The security outfit Incapsula has found out that about 62% of all website traffic today is generated by bots. There was a 21% rise on 2012 figure where bots accounted for a bit over 50% of the traffic.

Of course, some of those automated software instruments are malicious, but the rapid growth in traffic was for good bots used by search engines to crawl sites to index their content. Other types of bots are employed by analytics companies to provide feedback about how a portal performs, or by others to carry out specific tasks like helping the online archive preserve material before it’s removed.
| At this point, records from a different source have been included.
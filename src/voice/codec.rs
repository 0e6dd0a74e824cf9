//! PCM16 <-> WAV container conversion for realtime audio.
//!
//! The realtime model speaks raw PCM16 little-endian (24kHz mono). Playback
//! sinks and the `talk` CLI want a self-contained container, so every drained
//! batch of audio deltas is wrapped in a canonical 44-byte RIFF/WAVE header.

use base64::Engine;
use std::io::Cursor;

/// Realtime audio: PCM16, 24kHz, mono (both directions).
pub const SAMPLE_RATE: u32 = 24_000;

/// Mono.
pub const CHANNELS: u16 = 1;

/// Bytes per PCM16 sample.
pub const BYTES_PER_SAMPLE: u16 = 2;

/// Size of the canonical RIFF/WAVE header written by [`encode_container`].
pub const HEADER_LEN: usize = 44;

/// WAVE format tag for uncompressed integer PCM.
const FORMAT_PCM: u16 = 1;

#[derive(Debug, thiserror::Error, PartialEq, Eq)]
pub enum CodecError {
    #[error("container too short: {0} bytes")]
    Truncated(usize),
    #[error("missing RIFF/WAVE signature")]
    NotRiffWave,
    #[error("unsupported format tag {0} (only PCM is supported)")]
    UnsupportedFormat(u16),
    #[error("unsupported bit depth {0} (only 16-bit is supported)")]
    UnsupportedBitDepth(u16),
    #[error("missing `{0}` chunk")]
    MissingChunk(&'static str),
    #[error("invalid base64 audio: {0}")]
    Base64(String),
    #[error("invalid WAV file: {0}")]
    Wav(String),
}

/// Audio extracted from a container by [`decode_container`].
#[derive(Debug, Clone, PartialEq, Eq)]
pub struct DecodedAudio {
    pub sample_rate: u32,
    pub channels: u16,
    pub pcm: Vec<u8>,
}

impl DecodedAudio {
    /// Playback length of the decoded payload.
    pub fn duration_ms(&self) -> u64 {
        duration_ms(self.pcm.len(), self.sample_rate, self.channels)
    }
}

/// Wrap raw PCM16 bytes in a 44-byte RIFF/WAVE header.
///
/// Pure and deterministic. An empty payload still yields a valid header.
pub fn encode_container(pcm: &[u8], sample_rate: u32, channels: u16) -> Vec<u8> {
    let data_len = u32::try_from(pcm.len()).unwrap_or(u32::MAX - 36);
    let block_align = channels * BYTES_PER_SAMPLE;
    let byte_rate = sample_rate * u32::from(block_align);

    let mut out = Vec::with_capacity(HEADER_LEN + pcm.len());
    out.extend_from_slice(b"RIFF");
    out.extend_from_slice(&(36 + data_len).to_le_bytes());
    out.extend_from_slice(b"WAVE");

    out.extend_from_slice(b"fmt ");
    out.extend_from_slice(&16u32.to_le_bytes());
    out.extend_from_slice(&FORMAT_PCM.to_le_bytes());
    out.extend_from_slice(&channels.to_le_bytes());
    out.extend_from_slice(&sample_rate.to_le_bytes());
    out.extend_from_slice(&byte_rate.to_le_bytes());
    out.extend_from_slice(&block_align.to_le_bytes());
    out.extend_from_slice(&(BYTES_PER_SAMPLE * 8).to_le_bytes());

    out.extend_from_slice(b"data");
    out.extend_from_slice(&data_len.to_le_bytes());
    out.extend_from_slice(pcm);
    out
}

/// Parse a RIFF/WAVE container back into its PCM16 payload.
///
/// Unknown chunks (`LIST`, `fact`, ...) between `fmt ` and `data` are skipped.
pub fn decode_container(bytes: &[u8]) -> Result<DecodedAudio, CodecError> {
    if bytes.len() < 12 {
        return Err(CodecError::Truncated(bytes.len()));
    }
    if &bytes[0..4] != b"RIFF" || &bytes[8..12] != b"WAVE" {
        return Err(CodecError::NotRiffWave);
    }

    let mut format: Option<(u32, u16)> = None;
    let mut offset = 12;

    while offset + 8 <= bytes.len() {
        let id = &bytes[offset..offset + 4];
        let size = read_u32(bytes, offset + 4) as usize;
        let body_start = offset + 8;
        let body_end = body_start.saturating_add(size).min(bytes.len());

        match id {
            b"fmt " => {
                if body_end - body_start < 16 {
                    return Err(CodecError::Truncated(bytes.len()));
                }
                let tag = read_u16(bytes, body_start);
                if tag != FORMAT_PCM {
                    return Err(CodecError::UnsupportedFormat(tag));
                }
                let channels = read_u16(bytes, body_start + 2);
                let sample_rate = read_u32(bytes, body_start + 4);
                let bits = read_u16(bytes, body_start + 14);
                if bits != BYTES_PER_SAMPLE * 8 {
                    return Err(CodecError::UnsupportedBitDepth(bits));
                }
                format = Some((sample_rate, channels));
            }
            b"data" => {
                let (sample_rate, channels) = format.ok_or(CodecError::MissingChunk("fmt "))?;
                return Ok(DecodedAudio {
                    sample_rate,
                    channels,
                    pcm: bytes[body_start..body_end].to_vec(),
                });
            }
            _ => {}
        }

        // Chunks are word aligned.
        offset = body_start + size + (size & 1);
    }

    Err(CodecError::MissingChunk("data"))
}

/// Read a WAV file's PCM16 payload with `hound`.
///
/// Unlike [`decode_container`] this accepts any layout a recorder may
/// produce, including `WAVE_FORMAT_EXTENSIBLE` headers.
pub fn read_wav(bytes: &[u8]) -> Result<DecodedAudio, CodecError> {
    let reader = hound::WavReader::new(Cursor::new(bytes)).map_err(|e| CodecError::Wav(e.to_string()))?;
    let spec = reader.spec();
    if spec.sample_format != hound::SampleFormat::Int {
        return Err(CodecError::UnsupportedFormat(3));
    }
    if spec.bits_per_sample != BYTES_PER_SAMPLE * 8 {
        return Err(CodecError::UnsupportedBitDepth(spec.bits_per_sample));
    }

    let mut pcm = Vec::with_capacity(reader.len() as usize * usize::from(BYTES_PER_SAMPLE));
    for sample in reader.into_samples::<i16>() {
        let sample = sample.map_err(|e| CodecError::Wav(e.to_string()))?;
        pcm.extend_from_slice(&sample.to_le_bytes());
    }

    Ok(DecodedAudio {
        sample_rate: spec.sample_rate,
        channels: spec.channels,
        pcm,
    })
}

/// Microphone input from a file: a WAV file, or raw PCM16 at the realtime
/// rate when there is no RIFF signature.
pub fn decode_input(bytes: Vec<u8>) -> Result<DecodedAudio, CodecError> {
    if bytes.starts_with(b"RIFF") {
        return read_wav(&bytes);
    }
    Ok(DecodedAudio {
        sample_rate: SAMPLE_RATE,
        channels: CHANNELS,
        pcm: bytes,
    })
}

/// Estimated playback length of a PCM16 payload.
///
/// Only used to schedule the next queue drain, never to gate correctness.
pub fn duration_ms(pcm_len: usize, sample_rate: u32, channels: u16) -> u64 {
    let bytes_per_ms =
        u64::from(sample_rate) * u64::from(channels) * u64::from(BYTES_PER_SAMPLE) / 1000;
    if bytes_per_ms == 0 {
        return 0;
    }
    pcm_len as u64 / bytes_per_ms
}

/// Base64-encode PCM for an `input_audio_buffer.append` event.
pub fn encode_base64(pcm: &[u8]) -> String {
    base64::engine::general_purpose::STANDARD.encode(pcm)
}

/// Decode the base64 `delta` of a `response.audio.delta` event.
pub fn decode_base64(data: &str) -> Result<Vec<u8>, CodecError> {
    base64::engine::general_purpose::STANDARD
        .decode(data)
        .map_err(|e| CodecError::Base64(e.to_string()))
}

fn read_u16(bytes: &[u8], at: usize) -> u16 {
    u16::from_le_bytes([bytes[at], bytes[at + 1]])
}

fn read_u32(bytes: &[u8], at: usize) -> u32 {
    u32::from_le_bytes([bytes[at], bytes[at + 1], bytes[at + 2], bytes[at + 3]])
}

#[cfg(test)]
mod tests {
    use super::*;

    fn pcm_ramp(len: usize) -> Vec<u8> {
        (0..len).map(|i| (i % 251) as u8).collect()
    }

    #[test]
    fn header_fields_match_payload() {
        let pcm = pcm_ramp(7200);
        let wav = encode_container(&pcm, SAMPLE_RATE, CHANNELS);

        assert_eq!(wav.len(), HEADER_LEN + 7200);
        assert_eq!(&wav[0..4], b"RIFF");
        assert_eq!(read_u32(&wav, 4), 36 + 7200);
        assert_eq!(&wav[8..16], b"WAVEfmt ");
        assert_eq!(read_u16(&wav, 20), 1);
        assert_eq!(read_u16(&wav, 22), 1);
        assert_eq!(read_u32(&wav, 24), 24_000);
        assert_eq!(read_u32(&wav, 28), 48_000);
        assert_eq!(read_u16(&wav, 32), 2);
        assert_eq!(read_u16(&wav, 34), 16);
        assert_eq!(&wav[36..40], b"data");
        assert_eq!(read_u32(&wav, 40), 7200);
    }

    #[test]
    fn stereo_byte_rate_and_block_align() {
        let wav = encode_container(&[0u8; 8], 48_000, 2);
        assert_eq!(read_u32(&wav, 28), 48_000 * 2 * 2);
        assert_eq!(read_u16(&wav, 32), 4);
    }

    #[test]
    fn empty_payload_is_valid_container() {
        let wav = encode_container(&[], SAMPLE_RATE, CHANNELS);
        assert_eq!(wav.len(), HEADER_LEN);
        assert_eq!(read_u32(&wav, 4), 36);
        assert_eq!(read_u32(&wav, 40), 0);

        let decoded = decode_container(&wav).unwrap();
        assert!(decoded.pcm.is_empty());
    }

    #[test]
    fn decode_inverts_encode() {
        for len in [0usize, 2, 3200, 4801] {
            let pcm = pcm_ramp(len);
            let decoded = decode_container(&encode_container(&pcm, 16_000, 1)).unwrap();
            assert_eq!(decoded.pcm, pcm, "payload of {len} bytes");
            assert_eq!(decoded.sample_rate, 16_000);
            assert_eq!(decoded.channels, 1);
        }
    }

    #[test]
    fn decode_skips_unknown_chunks() {
        let pcm = pcm_ramp(10);
        let plain = encode_container(&pcm, SAMPLE_RATE, CHANNELS);

        // Splice a 3-byte LIST chunk (padded to 4) between fmt and data.
        let mut wav = plain[..36].to_vec();
        wav.extend_from_slice(b"LIST");
        wav.extend_from_slice(&3u32.to_le_bytes());
        wav.extend_from_slice(&[1, 2, 3, 0]);
        wav.extend_from_slice(&plain[36..]);

        assert_eq!(decode_container(&wav).unwrap().pcm, pcm);
    }

    #[test]
    fn decode_rejects_non_pcm_inputs() {
        assert_eq!(decode_container(b"RIFF"), Err(CodecError::Truncated(4)));
        assert_eq!(
            decode_container(b"RIFX\0\0\0\0WAVEjunk"),
            Err(CodecError::NotRiffWave)
        );

        let mut float_wav = encode_container(&[0u8; 4], SAMPLE_RATE, CHANNELS);
        float_wav[20] = 3;
        assert_eq!(
            decode_container(&float_wav),
            Err(CodecError::UnsupportedFormat(3))
        );

        let mut eight_bit = encode_container(&[0u8; 4], SAMPLE_RATE, CHANNELS);
        eight_bit[34] = 8;
        assert_eq!(
            decode_container(&eight_bit),
            Err(CodecError::UnsupportedBitDepth(8))
        );

        let header_only = &encode_container(&[], SAMPLE_RATE, CHANNELS)[..36];
        assert_eq!(
            decode_container(header_only),
            Err(CodecError::MissingChunk("data"))
        );
    }

    fn hound_wav(spec: hound::WavSpec, samples: &[i32]) -> Vec<u8> {
        let mut cursor = Cursor::new(Vec::new());
        let mut writer = hound::WavWriter::new(&mut cursor, spec).unwrap();
        for &sample in samples {
            writer.write_sample(sample).unwrap();
        }
        writer.finalize().unwrap();
        cursor.into_inner()
    }

    #[test]
    fn read_wav_accepts_recorder_output_and_our_own_header() {
        let spec = hound::WavSpec {
            channels: 1,
            sample_rate: SAMPLE_RATE,
            bits_per_sample: 16,
            sample_format: hound::SampleFormat::Int,
        };
        let audio = read_wav(&hound_wav(spec, &[1, -2, 300])).unwrap();
        assert_eq!(audio.sample_rate, SAMPLE_RATE);
        assert_eq!(audio.channels, 1);
        assert_eq!(audio.pcm, vec![1, 0, 0xfe, 0xff, 0x2c, 0x01]);

        let ours = encode_container(&[5, 0, 6, 0], SAMPLE_RATE, CHANNELS);
        assert_eq!(read_wav(&ours).unwrap().pcm, vec![5, 0, 6, 0]);
    }

    #[test]
    fn read_wav_rejects_other_sample_formats() {
        let deep = hound::WavSpec {
            channels: 1,
            sample_rate: SAMPLE_RATE,
            bits_per_sample: 24,
            sample_format: hound::SampleFormat::Int,
        };
        assert_eq!(
            read_wav(&hound_wav(deep, &[1, 2])),
            Err(CodecError::UnsupportedBitDepth(24))
        );
        assert!(matches!(read_wav(b"RIFF\x04\0\0\0WAVE"), Err(CodecError::Wav(_))));
    }

    #[test]
    fn decode_input_takes_raw_pcm_or_wav() {
        let raw = decode_input(vec![9, 0, 9, 0]).unwrap();
        assert_eq!(raw.sample_rate, SAMPLE_RATE);
        assert_eq!(raw.pcm, vec![9, 0, 9, 0]);

        let spec = hound::WavSpec {
            channels: 2,
            sample_rate: 16_000,
            bits_per_sample: 16,
            sample_format: hound::SampleFormat::Int,
        };
        let wav = decode_input(hound_wav(spec, &[1, 1, 2, 2])).unwrap();
        assert_eq!((wav.sample_rate, wav.channels), (16_000, 2));
        assert_eq!(wav.duration_ms(), 0);
        assert_eq!(wav.pcm.len(), 8);

        assert!(decode_input(b"RIFF junk".to_vec()).is_err());
    }

    #[test]
    fn duration_estimate_for_24khz_mono() {
        assert_eq!(duration_ms(4800, SAMPLE_RATE, CHANNELS), 100);
        assert_eq!(duration_ms(7200, SAMPLE_RATE, CHANNELS), 150);
        assert_eq!(duration_ms(0, SAMPLE_RATE, CHANNELS), 0);
        assert_eq!(duration_ms(100, 0, 1), 0);
    }

    #[test]
    fn base64_roundtrip_and_error() {
        let pcm = [10u8, 20, 30];
        assert_eq!(decode_base64(&encode_base64(&pcm)).unwrap(), pcm);
        assert!(matches!(decode_base64("!!not-b64"), Err(CodecError::Base64(_))));
    }
}
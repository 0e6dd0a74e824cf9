//! Turn-taking state machine.
//!
//! Decides when the microphone is open and when the model may speak. Every
//! state change goes through [`TurnMachine::handle`], which returns the
//! [`Effect`]s the engine must execute, in order. The machine itself never
//! touches I/O.

use std::fmt;

use super::direction::Direction;

/// Conversation turn state. No state is terminal.
#[derive(Debug, Clone, Copy, PartialEq, Eq)]
pub enum TurnState {
    Idle,
    /// Transport is being opened for a capture in this direction.
    Connecting(Direction),
    /// Microphone open; exactly one direction is captured at a time.
    Listening(Direction),
    /// User turn closed; waiting for the first audio of the response.
    Processing,
    /// Response audio is playing.
    Speaking,
    /// Fatal upstream or transport error. Leaves only via an explicit capture.
    Error,
}

impl TurnState {
    /// A capture or response is in progress, so configuration must not change.
    pub fn is_busy(self) -> bool {
        matches!(
            self,
            Self::Connecting(_) | Self::Listening(_) | Self::Processing | Self::Speaking
        )
    }
}

impl fmt::Display for TurnState {
    fn fmt(&self, f: &mut fmt::Formatter<'_>) -> fmt::Result {
        match self {
            Self::Idle => f.write_str("idle"),
            Self::Connecting(d) => write!(f, "connecting({d})"),
            Self::Listening(d) => write!(f, "listening({d})"),
            Self::Processing => f.write_str("processing"),
            Self::Speaking => f.write_str("speaking"),
            Self::Error => f.write_str("error"),
        }
    }
}

/// Inputs to the machine.
#[derive(Debug, Clone, PartialEq, Eq)]
pub enum TurnEvent {
    /// User asked to talk in a direction (push-to-talk press).
    CaptureRequested(Direction),
    /// The transport opened by [`Effect::OpenTransport`] is up.
    TransportConnected,
    /// User ended their turn (push-to-talk release).
    UserReleased,
    /// Server VAD: the user started speaking.
    SpeechStarted,
    /// Server VAD: the user stopped speaking; the server commits the turn.
    SpeechStopped,
    /// An audio delta for the current turn was queued.
    AudioDelta,
    /// `response.done` arrived. `playback_idle` is true when nothing is queued
    /// or playing.
    ResponseDone { playback_idle: bool },
    /// The playback driver emptied the queue.
    PlaybackDrained,
    /// The microphone could not be opened or stopped delivering audio.
    CaptureFailed,
    /// A reportable upstream `error` event.
    UpstreamError(String),
    /// Transport failed or closed.
    TransportFailed(String),
}

/// Side effects requested by a transition.
#[derive(Debug, Clone, PartialEq, Eq)]
pub enum Effect {
    /// Connect a fresh transport, dropping any previous one.
    OpenTransport,
    /// `response.cancel` + `input_audio_buffer.clear`, settle delay, then
    /// configure the direction.
    SafeConfigUpdate(Direction),
    /// Begin forwarding capture chunks.
    StartCapture(Direction),
    StopCapture,
    /// `input_audio_buffer.commit` + `response.create`.
    CommitAndRespond,
    /// Accept response audio for the current turn.
    AwaitResponse,
    /// Start draining the playback queue if it is idle.
    BeginPlayback,
    /// Stop playback and clear the queue.
    StopPlayback,
    /// `response.cancel` + `input_audio_buffer.clear` and stop accepting audio.
    CancelResponse,
    /// Stop accepting response output without telling the upstream.
    DiscardResponse,
    /// Start a new turn: bump the turn id, reset transcripts and the queue.
    AdvanceTurn,
    /// Apply a voice change that was queued while busy.
    ApplyPendingVoice,
    /// Report a fatal error to the user.
    SurfaceError(String),
}

/// The machine. Holds only what the transition table needs.
#[derive(Debug, Clone)]
pub struct TurnMachine {
    state: TurnState,
    /// Direction of the current or most recent capture.
    direction: Direction,
    connected: bool,
    response_done: bool,
}

impl TurnMachine {
    pub fn new(initial_direction: Direction) -> Self {
        Self {
            state: TurnState::Idle,
            direction: initial_direction,
            connected: false,
            response_done: false,
        }
    }

    pub fn state(&self) -> TurnState {
        self.state
    }

    pub fn direction(&self) -> Direction {
        self.direction
    }

    pub fn is_connected(&self) -> bool {
        self.connected
    }

    /// Apply one event and return the effects to run, in order.
    pub fn handle(&mut self, event: TurnEvent) -> Vec<Effect> {
        let from = self.state;
        let effects = self.transition(event);
        if self.state != from {
            tracing::debug!(from = %from, to = %self.state, "Turn state changed");
        }
        effects
    }

    fn transition(&mut self, event: TurnEvent) -> Vec<Effect> {
        use Effect as E;
        use TurnState as S;

        match (self.state, event) {
            // ── Failures win from any state ──
            (_, TurnEvent::TransportFailed(message)) => {
                self.connected = false;
                self.enter(S::Error);
                vec![
                    E::StopCapture,
                    E::DiscardResponse,
                    E::StopPlayback,
                    E::SurfaceError(message),
                ]
            }
            // The transport is still up; make the model stop streaming too.
            (_, TurnEvent::UpstreamError(message)) => {
                self.enter(S::Error);
                vec![
                    E::StopCapture,
                    E::CancelResponse,
                    E::StopPlayback,
                    E::SurfaceError(message),
                ]
            }

            // ── Starting a capture ──
            (S::Idle, TurnEvent::CaptureRequested(d)) if self.connected => self.start_listening(d),
            (S::Idle | S::Error, TurnEvent::CaptureRequested(d)) => {
                self.direction = d;
                self.connected = false;
                self.enter(S::Connecting(d));
                vec![E::OpenTransport]
            }
            (S::Connecting(_), TurnEvent::CaptureRequested(d)) => {
                self.direction = d;
                self.enter(S::Connecting(d));
                vec![]
            }
            (S::Connecting(d), TurnEvent::TransportConnected) => {
                self.connected = true;
                self.start_listening(d)
            }

            // ── Closing the user's turn ──
            (S::Listening(_), TurnEvent::SpeechStopped) => {
                self.enter(S::Processing);
                vec![E::StopCapture, E::AwaitResponse]
            }
            (S::Listening(_), TurnEvent::UserReleased) => {
                self.enter(S::Processing);
                vec![E::StopCapture, E::CommitAndRespond, E::AwaitResponse]
            }
            (S::Listening(current), TurnEvent::CaptureRequested(d)) if d != current => {
                // Other side pressed: close this turn, the caller re-issues the start.
                self.enter(S::Processing);
                vec![E::StopCapture, E::CommitAndRespond, E::AwaitResponse]
            }

            // Nothing usable was captured; the transport stays up.
            (S::Listening(_), TurnEvent::CaptureFailed) => {
                self.enter(S::Idle);
                vec![E::StopCapture, E::ApplyPendingVoice]
            }

            // ── Response streaming ──
            (S::Processing | S::Speaking, TurnEvent::AudioDelta) => {
                if self.state == S::Processing {
                    self.enter(S::Speaking);
                }
                vec![E::BeginPlayback]
            }
            (S::Processing, TurnEvent::ResponseDone { .. }) => self.finish_turn(),
            (S::Speaking, TurnEvent::ResponseDone { playback_idle }) => {
                if playback_idle {
                    self.finish_turn()
                } else {
                    self.response_done = true;
                    vec![]
                }
            }
            (S::Speaking, TurnEvent::PlaybackDrained) if self.response_done => self.finish_turn(),

            // ── Interruptions ──
            (S::Processing | S::Speaking, TurnEvent::SpeechStarted) => {
                let d = self.direction;
                self.enter(S::Listening(d));
                vec![
                    E::StopPlayback,
                    E::CancelResponse,
                    E::AdvanceTurn,
                    E::StartCapture(d),
                ]
            }
            (S::Processing | S::Speaking, TurnEvent::CaptureRequested(d)) => {
                self.direction = d;
                self.enter(S::Listening(d));
                vec![
                    E::StopPlayback,
                    E::AdvanceTurn,
                    E::SafeConfigUpdate(d),
                    E::StartCapture(d),
                ]
            }

            (state, event) => {
                tracing::trace!(state = %state, event = ?event, "Event ignored in this state");
                vec![]
            }
        }
    }

    fn start_listening(&mut self, d: Direction) -> Vec<Effect> {
        self.direction = d;
        self.enter(TurnState::Listening(d));
        vec![
            Effect::AdvanceTurn,
            Effect::SafeConfigUpdate(d),
            Effect::StartCapture(d),
        ]
    }

    fn finish_turn(&mut self) -> Vec<Effect> {
        self.enter(TurnState::Idle);
        vec![Effect::ApplyPendingVoice]
    }

    fn enter(&mut self, state: TurnState) {
        self.state = state;
        self.response_done = false;
    }
}
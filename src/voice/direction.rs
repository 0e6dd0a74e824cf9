//! Translation directions and the immutable direction → prompt/voice table.

use schemars::JsonSchema;
use serde::{Deserialize, Serialize};
use std::fmt;

// ── Languages ────────────────────────────────────────────────────

/// Languages the interpreter speaks.
#[derive(Debug, Clone, Copy, PartialEq, Eq, Hash, Serialize, Deserialize, JsonSchema)]
#[serde(rename_all = "lowercase")]
pub enum LanguageCode {
    En,
    Th,
}

impl LanguageCode {
    /// Human-readable language name.
    pub fn display_name(self) -> &'static str {
        match self {
            Self::En => "English",
            Self::Th => "Thai",
        }
    }
}

// ── Direction ────────────────────────────────────────────────────

/// Ordered (source, target) language pair of a conversation turn.
///
/// Exactly one direction is active at a time; the turn machine carries it
/// inside `Listening(Direction)` so two simultaneous captures are
/// unrepresentable.
#[derive(Debug, Clone, Copy, PartialEq, Eq, Hash, Serialize, Deserialize, JsonSchema)]
pub enum Direction {
    #[serde(rename = "en-th", alias = "A-B")]
    EnToTh,
    #[serde(rename = "th-en", alias = "B-A")]
    ThToEn,
}

impl Direction {
    pub const ALL: [Direction; 2] = [Direction::EnToTh, Direction::ThToEn];

    pub fn source(self) -> LanguageCode {
        match self {
            Self::EnToTh => LanguageCode::En,
            Self::ThToEn => LanguageCode::Th,
        }
    }

    pub fn target(self) -> LanguageCode {
        match self {
            Self::EnToTh => LanguageCode::Th,
            Self::ThToEn => LanguageCode::En,
        }
    }

    /// Wire name used by the `set_direction` control message.
    pub fn as_str(self) -> &'static str {
        match self {
            Self::EnToTh => "en-th",
            Self::ThToEn => "th-en",
        }
    }

    /// Parse a wire name (`en-th`, `th-en`, or the generic `A-B` / `B-A`).
    pub fn from_str_code(code: &str) -> Option<Self> {
        match code.trim().to_ascii_lowercase().as_str() {
            "en-th" | "a-b" => Some(Self::EnToTh),
            "th-en" | "b-a" => Some(Self::ThToEn),
            _ => None,
        }
    }

    fn index(self) -> usize {
        match self {
            Self::EnToTh => 0,
            Self::ThToEn => 1,
        }
    }
}

impl fmt::Display for Direction {
    fn fmt(&self, f: &mut fmt::Formatter<'_>) -> fmt::Result {
        f.write_str(self.as_str())
    }
}

// ── Direction table ──────────────────────────────────────────────

/// Prompt and default voice bound to one direction.
#[derive(Debug, Clone, PartialEq, Eq)]
pub struct DirectionProfile {
    pub instructions: String,
    pub default_voice: String,
}

/// Immutable direction → (system prompt, default voice) lookup.
///
/// Built once at startup from config and shared by `Arc` with every
/// session and relay pair.
#[derive(Debug, Clone, PartialEq, Eq)]
pub struct DirectionTable {
    profiles: [DirectionProfile; 2],
}

impl DirectionTable {
    pub fn new(en_th: DirectionProfile, th_en: DirectionProfile) -> Self {
        Self {
            profiles: [en_th, th_en],
        }
    }

    /// Table with the built-in prompts and the given default voices.
    pub fn with_voices(en_th_voice: &str, th_en_voice: &str) -> Self {
        Self::new(
            DirectionProfile {
                instructions: build_system_prompt(Direction::EnToTh),
                default_voice: en_th_voice.to_string(),
            },
            DirectionProfile {
                instructions: build_system_prompt(Direction::ThToEn),
                default_voice: th_en_voice.to_string(),
            },
        )
    }

    fn profile(&self, direction: Direction) -> &DirectionProfile {
        &self.profiles[direction.index()]
    }

    pub fn instructions(&self, direction: Direction) -> &str {
        &self.profile(direction).instructions
    }

    pub fn default_voice(&self, direction: Direction) -> &str {
        &self.profile(direction).default_voice
    }
}

impl Default for DirectionTable {
    fn default() -> Self {
        Self::with_voices("shimmer", "alloy")
    }
}

/// Built-in interpreter prompt for one direction.
pub fn build_system_prompt(direction: Direction) -> String {
    let source = direction.source().display_name();
    let target = direction.target().display_name();
    let register = match direction.target() {
        LanguageCode::Th => {
            " Use polite Thai with the appropriate particles (ครับ/ค่ะ) matching a neutral speaker."
        }
        LanguageCode::En => " Use natural, conversational English.",
    };

    format!(
        "You are a live interpreter. The user speaks {source}. Translate everything the user says \
         into {target} and speak only the translation.{register} Preserve the speaker's tone and intent. \
         Never answer questions yourself, never explain, never add commentary. Just speak the \
         translated words immediately."
    )
}

#[cfg(test)]
mod tests {
    use super::*;

    #[test]
    fn direction_languages() {
        assert_eq!(Direction::EnToTh.source(), LanguageCode::En);
        assert_eq!(Direction::EnToTh.target(), LanguageCode::Th);
        assert_eq!(Direction::ThToEn.source(), LanguageCode::Th);
        assert_eq!(Direction::ThToEn.target(), LanguageCode::En);
    }

    #[test]
    fn direction_wire_names_and_aliases() {
        assert_eq!(
            serde_json::to_string(&Direction::EnToTh).unwrap(),
            "\"en-th\""
        );
        let d: Direction = serde_json::from_str("\"B-A\"").unwrap();
        assert_eq!(d, Direction::ThToEn);
        let d: Direction = serde_json::from_str("\"th-en\"").unwrap();
        assert_eq!(d, Direction::ThToEn);

        assert_eq!(Direction::from_str_code(" EN-TH "), Some(Direction::EnToTh));
        assert_eq!(Direction::from_str_code("a-b"), Some(Direction::EnToTh));
        assert_eq!(Direction::from_str_code("en-ja"), None);
    }

    #[test]
    fn prompt_names_both_languages_in_order() {
        let prompt = build_system_prompt(Direction::EnToTh);
        assert!(prompt.contains("The user speaks English"));
        assert!(prompt.contains("into Thai"));

        let prompt = build_system_prompt(Direction::ThToEn);
        assert!(prompt.contains("The user speaks Thai"));
        assert!(prompt.contains("into English"));
    }

    #[test]
    fn table_lookup_is_per_direction() {
        let table = DirectionTable::with_voices("coral", "verse");
        assert_eq!(table.default_voice(Direction::EnToTh), "coral");
        assert_eq!(table.default_voice(Direction::ThToEn), "verse");
        assert_ne!(
            table.instructions(Direction::EnToTh),
            table.instructions(Direction::ThToEn)
        );
    }
}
The security company observed almost 1.5 billion bot visits within a 3-month period from the 20,000 websites operated by its customers. Regardless of the overall growth in bot activity, the company pointed out that many of the traditional malicious uses of the tools are now less common. There had been a 75% drop in the frequency spam links were being automatically posted.

In addition, it had seen a 10% drop in hacking tool bot activities. Those include the use of code to distribute malware, steal credit cards and hijack and deface sites. Another new trend was an 8% growth in the use of so-called “impersonator bots”. This classification includes software which masquerades as being from a search engine or other legal agent and manages to fool security measures. Such bots are custom-made to carry out a specific activity like a DDoS attack, forcing a server to crash taking a site or service offline by flooding it with traffic or to steal corporate secrets.

The developing good bots show that the legitimate services were sampling the net more frequently, which can allow search engines to add breaking news stories to its results quicker, for instance.